*What needs to be done*. Copy out the entries below in full and exactly.

*** Opening Extracted records ***

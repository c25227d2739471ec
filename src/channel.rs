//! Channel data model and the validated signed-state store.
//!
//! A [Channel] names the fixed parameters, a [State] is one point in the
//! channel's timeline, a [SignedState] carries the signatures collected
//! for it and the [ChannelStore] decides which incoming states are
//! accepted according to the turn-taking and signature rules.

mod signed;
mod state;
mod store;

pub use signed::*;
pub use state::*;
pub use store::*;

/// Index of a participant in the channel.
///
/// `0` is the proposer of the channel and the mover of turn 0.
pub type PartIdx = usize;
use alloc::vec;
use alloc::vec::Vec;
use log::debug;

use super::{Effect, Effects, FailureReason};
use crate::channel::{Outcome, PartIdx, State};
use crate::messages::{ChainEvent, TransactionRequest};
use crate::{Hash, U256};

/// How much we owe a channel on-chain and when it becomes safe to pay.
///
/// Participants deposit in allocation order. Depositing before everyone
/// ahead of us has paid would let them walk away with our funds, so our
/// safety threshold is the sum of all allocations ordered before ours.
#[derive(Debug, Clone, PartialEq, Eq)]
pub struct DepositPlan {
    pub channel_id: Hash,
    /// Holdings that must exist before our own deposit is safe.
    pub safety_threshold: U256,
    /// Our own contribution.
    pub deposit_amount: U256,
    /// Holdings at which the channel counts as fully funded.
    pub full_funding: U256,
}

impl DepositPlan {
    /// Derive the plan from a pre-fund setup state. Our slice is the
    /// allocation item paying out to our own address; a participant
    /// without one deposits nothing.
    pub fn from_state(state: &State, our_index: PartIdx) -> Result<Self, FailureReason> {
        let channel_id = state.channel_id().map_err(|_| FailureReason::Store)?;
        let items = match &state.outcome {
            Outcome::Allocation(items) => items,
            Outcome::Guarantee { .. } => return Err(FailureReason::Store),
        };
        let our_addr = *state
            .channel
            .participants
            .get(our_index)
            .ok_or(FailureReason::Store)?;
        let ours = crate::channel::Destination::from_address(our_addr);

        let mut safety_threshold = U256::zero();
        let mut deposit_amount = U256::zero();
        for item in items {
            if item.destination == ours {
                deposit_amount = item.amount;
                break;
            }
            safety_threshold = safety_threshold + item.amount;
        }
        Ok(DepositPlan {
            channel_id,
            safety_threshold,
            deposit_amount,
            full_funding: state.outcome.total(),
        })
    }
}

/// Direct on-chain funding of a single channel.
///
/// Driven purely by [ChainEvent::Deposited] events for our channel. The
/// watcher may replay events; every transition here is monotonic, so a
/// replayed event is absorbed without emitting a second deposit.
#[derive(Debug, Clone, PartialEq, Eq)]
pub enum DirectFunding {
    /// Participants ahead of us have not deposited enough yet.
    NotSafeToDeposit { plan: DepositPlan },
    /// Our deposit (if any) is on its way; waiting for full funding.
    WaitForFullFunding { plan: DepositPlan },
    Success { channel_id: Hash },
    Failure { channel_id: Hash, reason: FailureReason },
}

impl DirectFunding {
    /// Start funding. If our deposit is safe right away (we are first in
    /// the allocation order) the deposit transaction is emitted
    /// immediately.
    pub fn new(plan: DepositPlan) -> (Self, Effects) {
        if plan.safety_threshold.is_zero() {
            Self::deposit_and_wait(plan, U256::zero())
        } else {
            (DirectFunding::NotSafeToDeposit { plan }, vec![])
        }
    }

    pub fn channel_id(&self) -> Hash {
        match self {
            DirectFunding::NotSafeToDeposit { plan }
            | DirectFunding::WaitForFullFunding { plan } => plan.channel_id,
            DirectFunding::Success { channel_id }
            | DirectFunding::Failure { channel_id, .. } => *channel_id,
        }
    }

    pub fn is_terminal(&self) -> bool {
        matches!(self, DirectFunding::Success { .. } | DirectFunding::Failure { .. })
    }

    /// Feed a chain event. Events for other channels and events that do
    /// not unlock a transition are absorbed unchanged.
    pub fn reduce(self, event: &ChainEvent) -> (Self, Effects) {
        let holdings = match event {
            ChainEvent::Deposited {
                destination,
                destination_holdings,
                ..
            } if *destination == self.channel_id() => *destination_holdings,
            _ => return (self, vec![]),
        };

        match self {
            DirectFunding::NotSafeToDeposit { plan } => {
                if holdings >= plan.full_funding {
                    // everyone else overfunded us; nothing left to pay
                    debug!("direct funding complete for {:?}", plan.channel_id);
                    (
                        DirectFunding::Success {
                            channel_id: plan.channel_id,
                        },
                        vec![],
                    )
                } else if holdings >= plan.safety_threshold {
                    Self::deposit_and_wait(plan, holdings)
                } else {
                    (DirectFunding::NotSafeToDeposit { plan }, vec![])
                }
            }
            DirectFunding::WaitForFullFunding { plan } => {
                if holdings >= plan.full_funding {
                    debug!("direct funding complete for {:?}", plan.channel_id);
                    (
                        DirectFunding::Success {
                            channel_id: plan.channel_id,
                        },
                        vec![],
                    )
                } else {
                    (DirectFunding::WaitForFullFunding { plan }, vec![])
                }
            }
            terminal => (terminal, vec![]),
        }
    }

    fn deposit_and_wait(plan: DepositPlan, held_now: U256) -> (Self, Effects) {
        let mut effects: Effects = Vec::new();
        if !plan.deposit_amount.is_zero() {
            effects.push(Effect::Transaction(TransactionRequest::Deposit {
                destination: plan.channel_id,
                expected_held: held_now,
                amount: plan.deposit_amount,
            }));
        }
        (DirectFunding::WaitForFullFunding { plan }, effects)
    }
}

*** Closing Extracted records ***

*Answer for this exercise*.
repository c25227d2739471ec
filename src/channel.rs
//! Channel data model and the validated signed-state store.
//!
//! A [Channel] names the fixed parameters, a [State] is one point in the
//! channel's timeline, a [SignedState] carries the signatures collected
//! for it and the [ChannelStore] decides which incoming states are
//! accepted according to the turn-taking and signature rules.

mod signed;
mod state;
mod store;

pub use signed::*;
pub use state::*;
pub use store::*;

/// Index of a participant in the channel.
///
/// `0` is the proposer of the channel and the mover of turn 0.
pub type PartIdx = usize;
use alloc::vec;
use alloc::vec::Vec;
use log::debug;

use super::{Effect, Effects, FailureReason};
use crate::channel::{Outcome, PartIdx, State};
use crate::messages::{ChainEvent, TransactionRequest};
use crate::{Hash, U256};

/// How much we owe a channel on-chain and when it becomes safe to pay.
///
/// Participants deposit in allocation order. Depositing before everyone
/// ahead of us has paid would let them walk away with our funds, so our
/// safety threshold is the sum of all allocations ordered before ours.
#[derive(Debug, Clone, PartialEq, Eq)]
pub struct DepositPlan {
    pub channel_id: Hash,
    /// Holdings that must exist before our own deposit is safe.
    pub safety_threshold: U256,
    /// Our own contribution.
    pub deposit_amount: U256,
    /// Holdings at which the channel counts as fully funded.
    pub full_funding: U256,
}

impl DepositPlan {
    /// Derive the plan from a pre-fund setup state. Our slice is the
    /// allocation item paying out to our own address; a participant
    /// without one deposits nothing.
    pub fn from_state(state: &State, our_index: PartIdx) -> Result<Self, FailureReason> {
        let channel_id = state.channel_id().map_err(|_| FailureReason::Store)?;
        let items = match &state.outcome {
            Outcome::Allocation(items) => items,
            Outcome::Guarantee { .. } => return Err(FailureReason::Store),
        };
        let our_addr = *state
            .channel
            .participants
            .get(our_index)
            .ok_or(FailureReason::Store)?;
        let ours = crate::channel::Destination::from_address(our_addr);

        let mut safety_threshold = U256::zero();
        let mut deposit_amount = U256::zero();
        for item in items {
            if item.destination == ours {
                deposit_amount = item.amount;
                break;
            }
            safety_threshold = safety_threshold + item.amount;
        }
        Ok(DepositPlan {
            channel_id,
            safety_threshold,
            deposit_amount,
            full_funding: state.outcome.total(),
        })
    }
}

/// Direct on-chain funding of a single channel.
///
/// Driven purely by [ChainEvent::Deposited] events for our channel. The
/// watcher may replay events; every transition here is monotonic, so a
/// replayed event is absorbed without emitting a second deposit.
#[derive(Debug, Clone, PartialEq, Eq)]
pub enum DirectFunding {
    /// Participants ahead of us have not deposited enough yet.
    NotSafeToDeposit { plan: DepositPlan },
    /// Our deposit (if any) is on its way; waiting for full funding.
    WaitForFullFunding { plan: DepositPlan },
    Success { channel_id: Hash },
    Failure { channel_id: Hash, reason: FailureReason },
}

impl DirectFunding {
    /// Start funding. If our deposit is safe right away (we are first in
    /// the allocation order) the deposit transaction is emitted
    /// immediately.
    pub fn new(plan: DepositPlan) -> (Self, Effects) {
        if plan.safety_threshold.is_zero() {
            Self::deposit_and_wait(plan, U256::zero())
        } else {
            (DirectFunding::NotSafeToDeposit { plan }, vec![])
        }
    }

    pub fn channel_id(&self) -> Hash {
        match self {
            DirectFunding::NotSafeToDeposit { plan }
            | DirectFunding::WaitForFullFunding { plan } => plan.channel_id,
            DirectFunding::Success { channel_id }
            | DirectFunding::Failure { channel_id, .. } => *channel_id,
        }
    }

    pub fn is_terminal(&self) -> bool {
        matches!(self, DirectFunding::Success { .. } | DirectFunding::Failure { .. })
    }

    /// Feed a chain event. Events for other channels and events that do
    /// not unlock a transition are absorbed unchanged.
    pub fn reduce(self, event: &ChainEvent) -> (Self, Effects) {
        let holdings = match event {
            ChainEvent::Deposited {
                destination,
                destination_holdings,
                ..
            } if *destination == self.channel_id() => *destination_holdings,
            _ => return (self, vec![]),
        };

        match self {
            DirectFunding::NotSafeToDeposit { plan } => {
                if holdings >= plan.full_funding {
                    // everyone else overfunded us; nothing left to pay
                    debug!("direct funding complete for {:?}", plan.channel_id);
                    (
                        DirectFunding::Success {
                            channel_id: plan.channel_id,
                        },
                        vec![],
                    )
                } else if holdings >= plan.safety_threshold {
                    Self::deposit_and_wait(plan, holdings)
                } else {
                    (DirectFunding::NotSafeToDeposit { plan }, vec![])
                }
            }
            DirectFunding::WaitForFullFunding { plan } => {
                if holdings >= plan.full_funding {
                    debug!("direct funding complete for {:?}", plan.channel_id);
                    (
                        DirectFunding::Success {
                            channel_id: plan.channel_id,
                        },
                        vec![],
                    )
                } else {
                    (DirectFunding::WaitForFullFunding { plan }, vec![])
                }
            }
            terminal => (terminal, vec![]),
        }
    }

    fn deposit_and_wait(plan: DepositPlan, held_now: U256) -> (Self, Effects) {
        let mut effects: Effects = Vec::new();
        if !plan.deposit_amount.is_zero() {
            effects.push(Effect::Transaction(TransactionRequest::Deposit {
                destination: plan.channel_id,
                expected_held: held_now,
                amount: plan.deposit_amount,
            }));
        }
        (DirectFunding::WaitForFullFunding { plan }, effects)
    }
}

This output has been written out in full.